Now my hand isn't always spastic in a fist closed fashion. Since the fingers will move, sometimes I become spastic in a witch's craw. Every joint hyper extends in the opposite of normal. Yes, I had the ability to do this before my strokes at will. Every couple of months, the hand will relax as pictured like this morning. Although the spasticity will persist in the wrist, the fingers are pliable and I can voluntarily move them a little. Oh happy hours~ because at the most that's how long it will last. It's a mini spa day at the Murphey Saga house. I'll break out my soft loofah and being careful not to touch the center of my palm, I'll scrub everywhere else. Touching the center of the palm reflex will cause the hand to close into a fist. I am also careful not too extend my wrist too much because this will cause the spasticity to return. It will be awkward trying to get at places but it sure beats a closed fist. I'll immerse the hand in warm water to rinse the dead skin and sweat away. Oh heaven! The hand is actually clean!
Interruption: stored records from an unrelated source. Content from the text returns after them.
//! Browser-side storage and page configuration.

use anyhow::{Context, anyhow};
use cnt_storage::KeyValueStore;
use cnt_wallet_core::HomeConfig;

use crate::dom;

/// Id of the optional `<script type="application/json">` config blob.
pub const CONFIG_SCRIPT_ID: &str = "home-config";

// ── localStorage ──

/// `window.localStorage`, looked up on every access.
#[derive(Clone, Copy, Debug, Default)]
pub struct LocalStorage;

fn storage() -> anyhow::Result<web_sys::Storage> {
    let window = web_sys::window().context("no global window")?;
    window
        .local_storage()
        .map_err(|e| anyhow!("localStorage is not accessible: {:?}", e))?
        .context("localStorage is not available")
}

impl KeyValueStore for LocalStorage {
    fn get_item(&self, key: &str) -> anyhow::Result<Option<String>> {
        storage()?
            .get_item(key)
            .map_err(|e| anyhow!("failed to read {key}: {:?}", e))
    }

    fn set_item(&self, key: &str, value: &str) -> anyhow::Result<()> {
        storage()?
            .set_item(key, value)
            .map_err(|e| anyhow!("failed to write {key}: {:?}", e))
    }
}

// ── Config ──

/// Page config from the embedded JSON blob, or defaults when there is none.
/// A blob that does not parse is reported and ignored.
pub fn load_config() -> HomeConfig {
    let raw = dom::document()
        .ok()
        .and_then(|doc| dom::by_id(&doc, CONFIG_SCRIPT_ID))
        .and_then(|el| el.text_content())
        .filter(|text| !text.trim().is_empty());

    match raw {
        Some(raw) => HomeConfig::from_json(&raw).unwrap_or_else(|e| {
            gloo_console::warn!(format!("ignoring #{CONFIG_SCRIPT_ID}: {e:#}"));
            HomeConfig::default()
        }),
        None => HomeConfig::default(),
    }
}
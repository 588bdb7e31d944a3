use anyhow::Result;
use std::cell::RefCell;
use std::collections::HashMap;
use std::rc::Rc;
use tracing::debug;

pub mod number;

pub use number::{format_number, parse_number};

/// Storage key the balance lives under.
pub const BALANCE_KEY: &str = "balance";

/// Origin-scoped text key-value storage (browser `localStorage` or a fake).
pub trait KeyValueStore {
    fn get_item(&self, key: &str) -> Result<Option<String>>;
    fn set_item(&self, key: &str, value: &str) -> Result<()>;
}

/// Shared in-memory store. Clones see the same entries, the way every script
/// on one origin sees the same `localStorage`.
#[derive(Clone, Debug, Default)]
pub struct InMemoryStore {
    items: Rc<RefCell<HashMap<String, String>>>,
}

impl InMemoryStore {
    pub fn with_item(key: &str, value: &str) -> Self {
        let store = Self::default();
        store
            .items
            .borrow_mut()
            .insert(key.to_owned(), value.to_owned());
        store
    }
}

impl KeyValueStore for InMemoryStore {
    fn get_item(&self, key: &str) -> Result<Option<String>> {
        Ok(self.items.borrow().get(key).cloned())
    }

    fn set_item(&self, key: &str, value: &str) -> Result<()> {
        self.items
            .borrow_mut()
            .insert(key.to_owned(), value.to_owned());
        Ok(())
    }
}

/// Reads and writes the single balance scalar.
///
/// No validation happens here: `read` may return `NaN` or a negative number
/// and `write` stores whatever it is given.
#[derive(Clone, Debug)]
pub struct BalanceStore<S> {
    backend: S,
    key: String,
}

impl<S> BalanceStore<S>
where
    S: KeyValueStore,
{
    pub fn new(backend: S) -> Self {
        Self::with_key(backend, BALANCE_KEY)
    }

    pub fn with_key(backend: S, key: impl Into<String>) -> Self {
        Self {
            backend,
            key: key.into(),
        }
    }

    pub fn key(&self) -> &str {
        &self.key
    }

    /// Absent entries read as `"0"`; malformed text reads as `NaN`.
    pub fn read(&self) -> Result<f64> {
        let raw = self.backend.get_item(&self.key)?;
        let value = parse_number(raw.as_deref().unwrap_or("0"));
        debug!(key = %self.key, raw = ?raw, value, "read balance");
        Ok(value)
    }

    pub fn write(&self, value: f64) -> Result<()> {
        let text = format_number(value);
        debug!(key = %self.key, %text, "write balance");
        self.backend.set_item(&self.key, &text)
    }
}
//! Scenario orchestration for the multi-step quote form.

use crate::data::TestDataRecord;
use crate::mapper;
use crate::mapping::FieldMapping;
use crate::pages;
use crate::surface::FormSurface;
use crate::{Error, Result};
use std::fmt;
use std::str::FromStr;
use tracing::{debug, info};

/// The application under test.
pub const APP_URL: &str = "https://sampleapp.tricentis.com/101/app.php";

const NEXT_INSURANT: &str = "#nextenterinsurantdata";
const NEXT_PRODUCT: &str = "#nextenterproductdata";
const NEXT_PRICE: &str = "#nextselectpriceoption";
const NEXT_QUOTE: &str = "#nextsendquote";
const SEND_EMAIL: &str = "#sendemail";
const CONFIRMATION: &str = "div.sweet-alert";
const CONFIRMATION_OK: &str = "//button[normalize-space()='OK']";
const SUCCESS_TEXT: &str = "Sending e-mail success!";

/// Vehicle tab on the landing page.
#[derive(Debug, Clone, Copy, PartialEq, Eq)]
pub enum VehicleType {
    Automobile,
    Truck,
    Motorcycle,
    Camper,
}

impl VehicleType {
    pub fn nav_selector(&self) -> &'static str {
        match self {
            Self::Automobile => "#nav_automobile",
            Self::Truck => "#nav_truck",
            Self::Motorcycle => "#nav_motorcycle",
            Self::Camper => "#nav_camper",
        }
    }
}

impl fmt::Display for VehicleType {
    fn fmt(&self, f: &mut fmt::Formatter<'_>) -> fmt::Result {
        let name = match self {
            Self::Automobile => "automobile",
            Self::Truck => "truck",
            Self::Motorcycle => "motorcycle",
            Self::Camper => "camper",
        };
        f.write_str(name)
    }
}

impl FromStr for VehicleType {
    type Err = Error;

    fn from_str(s: &str) -> Result<Self> {
        match s.trim().to_ascii_lowercase().as_str() {
            "automobile" => Ok(Self::Automobile),
            "truck" => Ok(Self::Truck),
            "motorcycle" => Ok(Self::Motorcycle),
            "camper" => Ok(Self::Camper),
            other => Err(Error::Config(format!("invalid vehicle type '{other}'"))),
        }
    }
}

/// Drives one scenario through the five form pages. Holds the page mappings;
/// each method applies one page and advances to the next step.
#[derive(Debug, Clone)]
pub struct QuoteFlow {
    vehicle: FieldMapping,
    insurant: FieldMapping,
    product: FieldMapping,
    price_option: FieldMapping,
    send_quote: FieldMapping,
}

impl Default for QuoteFlow {
    fn default() -> Self {
        Self::new()
    }
}

impl QuoteFlow {
    /// Flow over the built-in page mappings.
    pub fn new() -> Self {
        Self {
            vehicle: pages::vehicle_mapping(),
            insurant: pages::insurant_mapping(),
            product: pages::product_mapping(),
            price_option: pages::price_option_mapping(),
            send_quote: pages::send_quote_mapping(),
        }
    }

    /// Replace one page's mapping, matched by page name.
    pub fn with_mapping(mut self, mapping: FieldMapping) -> Result<Self> {
        mapping.validate()?;
        let slot = match mapping.page.as_str() {
            "vehicle" => &mut self.vehicle,
            "insurant" => &mut self.insurant,
            "product" => &mut self.product,
            "price_option" => &mut self.price_option,
            "send_quote" => &mut self.send_quote,
            other => {
                return Err(Error::Config(format!("unknown page '{other}'")));
            }
        };
        *slot = mapping;
        Ok(self)
    }

    /// Open the app and switch to the vehicle tab.
    pub async fn launch<S: FormSurface>(&self, surface: &S, vehicle: VehicleType) -> Result<()> {
        info!("launching quote form for {vehicle}");
        surface
            .goto(APP_URL)
            .await
            .map_err(|e| Error::interaction("navigation", APP_URL, e))?;
        click(surface, "navigation", vehicle.nav_selector()).await
    }

    /// Fill the vehicle data page and advance.
    pub async fn fill_vehicle<S: FormSurface>(
        &self,
        surface: &S,
        record: &TestDataRecord,
    ) -> Result<()> {
        mapper::apply(record, &self.vehicle, surface).await?;
        click(surface, "next", NEXT_INSURANT).await
    }

    /// Fill the insurant data page and advance.
    pub async fn fill_insurant<S: FormSurface>(
        &self,
        surface: &S,
        record: &TestDataRecord,
    ) -> Result<()> {
        mapper::apply(record, &self.insurant, surface).await?;
        click(surface, "next", NEXT_PRODUCT).await
    }

    /// Fill the product data page and advance.
    pub async fn fill_product<S: FormSurface>(
        &self,
        surface: &S,
        record: &TestDataRecord,
    ) -> Result<()> {
        mapper::apply(record, &self.product, surface).await?;
        click(surface, "next", NEXT_PRICE).await
    }

    /// Pick the price tier and advance.
    pub async fn select_price<S: FormSurface>(
        &self,
        surface: &S,
        record: &TestDataRecord,
    ) -> Result<()> {
        mapper::apply(record, &self.price_option, surface).await?;
        click(surface, "next", NEXT_QUOTE).await
    }

    /// Fill the quote contact details and submit.
    pub async fn send_quote<S: FormSurface>(
        &self,
        surface: &S,
        record: &TestDataRecord,
    ) -> Result<()> {
        mapper::apply(record, &self.send_quote, surface).await?;
        click(surface, "submit", SEND_EMAIL).await
    }

    /// Run the whole flow for one record. The record's `VehicleType` field
    /// picks the landing tab.
    pub async fn run<S: FormSurface>(&self, surface: &S, record: &TestDataRecord) -> Result<()> {
        let vehicle = record
            .present("VehicleType")
            .ok_or_else(|| Error::Config("record has no 'VehicleType' field".into()))?
            .parse::<VehicleType>()?;

        self.launch(surface, vehicle).await?;
        self.fill_vehicle(surface, record).await?;
        self.fill_insurant(surface, record).await?;
        self.fill_product(surface, record).await?;
        self.select_price(surface, record).await?;
        self.send_quote(surface, record).await
    }

    /// Assert the submission confirmation appeared, then dismiss it.
    pub async fn confirm_submission<S: FormSurface>(&self, surface: &S) -> Result<()> {
        let text = surface
            .get_text(CONFIRMATION)
            .await
            .map_err(|e| Error::interaction("confirmation", CONFIRMATION, e))?;
        if !text.contains(SUCCESS_TEXT) {
            return Err(Error::AssertionFailed(format!(
                "expected '{SUCCESS_TEXT}' in confirmation, got '{text}'"
            )));
        }
        info!("quote submitted successfully");
        click(surface, "confirmation", CONFIRMATION_OK).await
    }

    /// Focus a field and compare its validation message against the accepted
    /// alternatives. A hidden message is not a failure; the app only renders
    /// it for invalid input.
    pub async fn expect_field_error<S: FormSurface>(
        &self,
        surface: &S,
        field_selector: &str,
        error_selector: &str,
        expected: &[&str],
    ) -> Result<()> {
        surface
            .focus(field_selector)
            .await
            .map_err(|e| Error::interaction("validation", field_selector, e))?;

        let visible = surface
            .is_visible(error_selector)
            .await
            .map_err(|e| Error::interaction("validation", error_selector, e))?;
        if !visible {
            debug!("no validation message visible for {field_selector}");
            return Ok(());
        }

        let text = surface
            .get_text(error_selector)
            .await
            .map_err(|e| Error::interaction("validation", error_selector, e))?;
        if expected.iter().any(|want| text == *want) {
            info!("validation message for {field_selector}: '{text}'");
            Ok(())
        } else {
            Err(Error::AssertionFailed(format!(
                "validation message for {field_selector} was '{text}', expected one of {expected:?}"
            )))
        }
    }
}

async fn click<S: FormSurface>(surface: &S, step: &str, selector: &str) -> Result<()> {
    debug!("click: {selector}");
    surface
        .click(selector)
        .await
        .map_err(|e| Error::interaction(step, selector, e))
}
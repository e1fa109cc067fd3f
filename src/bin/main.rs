use clap::Parser;
use quoteform::{FieldMapping, QuoteFlow, TestDataSource, TraceSurface, VehicleType};
use std::path::PathBuf;
use std::str::FromStr;
use tracing::Level;
use tracing_subscriber::FmtSubscriber;

#[derive(Parser)]
#[command(name = "quoteform")]
#[command(about = "Data-driven form automation: inspect test data rotation and dry-run the quote flow")]
#[command(version)]
struct Cli {
    /// Test data file (JSON with a named record array)
    data: PathBuf,

    /// Root array key in the data file
    #[arg(long, default_value = TestDataSource::DEFAULT_ARRAY_KEY)]
    key: String,

    /// Validate the data file and mappings without running
    #[arg(long)]
    check: bool,

    /// Print the rotation order for this many draws
    #[arg(long, value_name = "N")]
    cycles: Option<usize>,

    /// Run the full quote flow for the next record against a trace surface
    #[arg(long)]
    dry_run: bool,

    /// Override the record's vehicle type for the dry run
    #[arg(long)]
    vehicle: Option<String>,

    /// Replace a built-in page mapping (can be used multiple times)
    #[arg(short = 'm', long = "mapping", value_name = "FILE")]
    mappings: Vec<PathBuf>,

    /// Verbose output (-v for info, -vv for debug)
    #[arg(short, long, action = clap::ArgAction::Count)]
    verbose: u8,

    /// Quiet mode (only errors)
    #[arg(short, long)]
    quiet: bool,
}

#[tokio::main]
async fn main() -> quoteform::Result<()> {
    let cli = Cli::parse();

    let level = if cli.quiet {
        Level::ERROR
    } else {
        match cli.verbose {
            0 => Level::WARN,
            1 => Level::INFO,
            _ => Level::DEBUG,
        }
    };

    FmtSubscriber::builder()
        .with_max_level(level)
        .with_target(false)
        .with_thread_ids(false)
        .with_file(false)
        .with_line_number(false)
        .compact()
        .init();

    let source = TestDataSource::load_with_key(&cli.data, &cli.key)?;

    let mut flow = QuoteFlow::new();
    for path in &cli.mappings {
        let mapping = FieldMapping::load(path)?;
        println!("Mapping loaded: {} ({} fields)", mapping.page, mapping.fields.len());
        flow = flow.with_mapping(mapping)?;
    }

    if cli.check {
        println!("Data file valid: {}", cli.data.display());
        println!("  Records: {}", source.len());
        for (i, record) in source.records().iter().enumerate() {
            println!("    [{}] {} fields", i, record.len());
        }
        return Ok(());
    }

    if let Some(cycles) = cli.cycles {
        println!("Rotation order over {} draws:", cycles);
        for draw in 0..cycles {
            println!("  draw {} -> record {}", draw, draw % source.len());
        }
        return Ok(());
    }

    if cli.dry_run {
        let mut record = source.next_record();
        if let Some(ref vehicle) = cli.vehicle {
            // Validate before overriding so typos fail here, not mid-flow.
            VehicleType::from_str(vehicle)?;
            record = record.set("VehicleType", vehicle.clone());
        }

        let surface = TraceSurface::new();
        flow.run(&surface, &record).await?;

        let ops = surface.ops();
        println!();
        println!("✓ Dry run complete");
        println!("  Interactions: {}", ops.len());
        for op in &ops {
            println!("    {:?}", op);
        }
        return Ok(());
    }

    println!("Nothing to do: pass --check, --cycles, or --dry-run");
    Ok(())
}
//! The form surface capability: the narrow interface the mapper drives.
//!
//! Real browser adapters live outside this crate; [`TraceSurface`] is the
//! shipped double for tests and dry runs.

use std::collections::{HashMap, HashSet};
use std::sync::Mutex;
use tracing::info;

/// A failure reported by the surface: element not found, timeout, or any
/// driver-level problem. The mapper wraps it with the field and selector.
#[derive(Debug, Clone, thiserror::Error)]
#[error("{message}")]
pub struct SurfaceError {
    message: String,
}

impl SurfaceError {
    pub fn new(message: impl Into<String>) -> Self {
        Self {
            message: message.into(),
        }
    }

    pub fn not_found(selector: &str) -> Self {
        Self::new(format!("no element matches '{selector}'"))
    }

    pub fn timeout(selector: &str) -> Self {
        Self::new(format!("timed out waiting for '{selector}'"))
    }
}

/// Live form state against which field interactions are performed.
///
/// Every method is a suspension point; interactions within one scenario are
/// strictly ordered by the caller. Implementations own their timeouts and
/// report them as [`SurfaceError`]; the core never retries.
#[allow(async_fn_in_trait)]
pub trait FormSurface {
    /// Navigate to a URL.
    async fn goto(&self, url: &str) -> Result<(), SurfaceError>;

    /// Set a text control's value to the raw string.
    async fn set_text(&self, selector: &str, value: &str) -> Result<(), SurfaceError>;

    /// Choose the select option whose underlying value matches.
    async fn choose_by_value(&self, selector: &str, value: &str) -> Result<(), SurfaceError>;

    /// Choose the select option whose display label matches.
    async fn choose_by_label(&self, selector: &str, label: &str) -> Result<(), SurfaceError>;

    /// Check a checkbox or radio control. Re-checking is a no-op.
    async fn set_checked(&self, selector: &str) -> Result<(), SurfaceError>;

    /// Click an element.
    async fn click(&self, selector: &str) -> Result<(), SurfaceError>;

    /// Visible text content of an element.
    async fn get_text(&self, selector: &str) -> Result<String, SurfaceError>;

    /// Whether an element is currently visible.
    async fn is_visible(&self, selector: &str) -> Result<bool, SurfaceError>;

    /// Focus an element.
    async fn focus(&self, selector: &str) -> Result<(), SurfaceError>;
}

/// One recorded surface interaction.
#[derive(Debug, Clone, PartialEq)]
pub enum SurfaceOp {
    Goto { url: String },
    SetText { selector: String, value: String },
    ChooseByValue { selector: String, value: String },
    ChooseByLabel { selector: String, label: String },
    SetChecked { selector: String },
    Click { selector: String },
    Focus { selector: String },
}

/// A surface that records every interaction and logs it, instead of driving
/// a browser. Canned text and visibility can be staged per selector;
/// selectors registered via [`fail_on`](Self::fail_on) report a lookup
/// failure, for exercising error propagation.
#[derive(Debug, Default)]
pub struct TraceSurface {
    ops: Mutex<Vec<SurfaceOp>>,
    texts: Mutex<HashMap<String, String>>,
    hidden: Mutex<HashSet<String>>,
    failing: Mutex<HashSet<String>>,
}

impl TraceSurface {
    pub fn new() -> Self {
        Self::default()
    }

    /// Stage the text returned by `get_text` for a selector.
    pub fn with_text(self, selector: impl Into<String>, text: impl Into<String>) -> Self {
        self.texts
            .lock()
            .unwrap()
            .insert(selector.into(), text.into());
        self
    }

    /// Mark a selector as not visible.
    pub fn with_hidden(self, selector: impl Into<String>) -> Self {
        self.hidden.lock().unwrap().insert(selector.into());
        self
    }

    /// Make every interaction with a selector fail as element-not-found.
    pub fn fail_on(self, selector: impl Into<String>) -> Self {
        self.failing.lock().unwrap().insert(selector.into());
        self
    }

    /// All interactions recorded so far, in order.
    pub fn ops(&self) -> Vec<SurfaceOp> {
        self.ops.lock().unwrap().clone()
    }

    fn record(&self, op: SurfaceOp) -> Result<(), SurfaceError> {
        let selector = match &op {
            SurfaceOp::Goto { .. } => None,
            SurfaceOp::SetText { selector, .. }
            | SurfaceOp::ChooseByValue { selector, .. }
            | SurfaceOp::ChooseByLabel { selector, .. }
            | SurfaceOp::SetChecked { selector }
            | SurfaceOp::Click { selector }
            | SurfaceOp::Focus { selector } => Some(selector.clone()),
        };
        if let Some(ref sel) = selector {
            if self.failing.lock().unwrap().contains(sel) {
                return Err(SurfaceError::not_found(sel));
            }
        }
        self.ops.lock().unwrap().push(op);
        Ok(())
    }
}

impl FormSurface for TraceSurface {
    async fn goto(&self, url: &str) -> Result<(), SurfaceError> {
        info!("goto: {url}");
        self.record(SurfaceOp::Goto { url: url.into() })
    }

    async fn set_text(&self, selector: &str, value: &str) -> Result<(), SurfaceError> {
        info!("set_text: {selector} = '{value}'");
        self.record(SurfaceOp::SetText {
            selector: selector.into(),
            value: value.into(),
        })
    }

    async fn choose_by_value(&self, selector: &str, value: &str) -> Result<(), SurfaceError> {
        info!("choose_by_value: {selector} = '{value}'");
        self.record(SurfaceOp::ChooseByValue {
            selector: selector.into(),
            value: value.into(),
        })
    }

    async fn choose_by_label(&self, selector: &str, label: &str) -> Result<(), SurfaceError> {
        info!("choose_by_label: {selector} = '{label}'");
        self.record(SurfaceOp::ChooseByLabel {
            selector: selector.into(),
            label: label.into(),
        })
    }

    async fn set_checked(&self, selector: &str) -> Result<(), SurfaceError> {
        info!("set_checked: {selector}");
        self.record(SurfaceOp::SetChecked {
            selector: selector.into(),
        })
    }

    async fn click(&self, selector: &str) -> Result<(), SurfaceError> {
        info!("click: {selector}");
        self.record(SurfaceOp::Click {
            selector: selector.into(),
        })
    }

    async fn get_text(&self, selector: &str) -> Result<String, SurfaceError> {
        if self.failing.lock().unwrap().contains(selector) {
            return Err(SurfaceError::not_found(selector));
        }
        Ok(self
            .texts
            .lock()
            .unwrap()
            .get(selector)
            .cloned()
            .unwrap_or_default())
    }

    async fn is_visible(&self, selector: &str) -> Result<bool, SurfaceError> {
        Ok(!self.hidden.lock().unwrap().contains(selector))
    }

    async fn focus(&self, selector: &str) -> Result<(), SurfaceError> {
        self.record(SurfaceOp::Focus {
            selector: selector.into(),
        })
    }
}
I have mentioned several fields of study in this blog. I'm an expert of none of them. I do watch, read, question, and learn what works and what doesn't as it pertains to me. I've been in occupational and physical therapies for over half my life with this or that ailment, or it seems like it. I've never stopped and added up all the hours. There's also a limit to what I can do for myself with one functioning hand. I'll do what I can and ask others for help if needed. The other more questionable practices like acupuncture, massage therapy and reflexology have is garnered knowledge from licensed, holistic healing persons over the years. I say whatever works, do it. It really can't hurt. Even my PT follows my suggestions because it alleviates my pain and helps with my range of motion while she works. Now that's team work.
Nothing is impossible.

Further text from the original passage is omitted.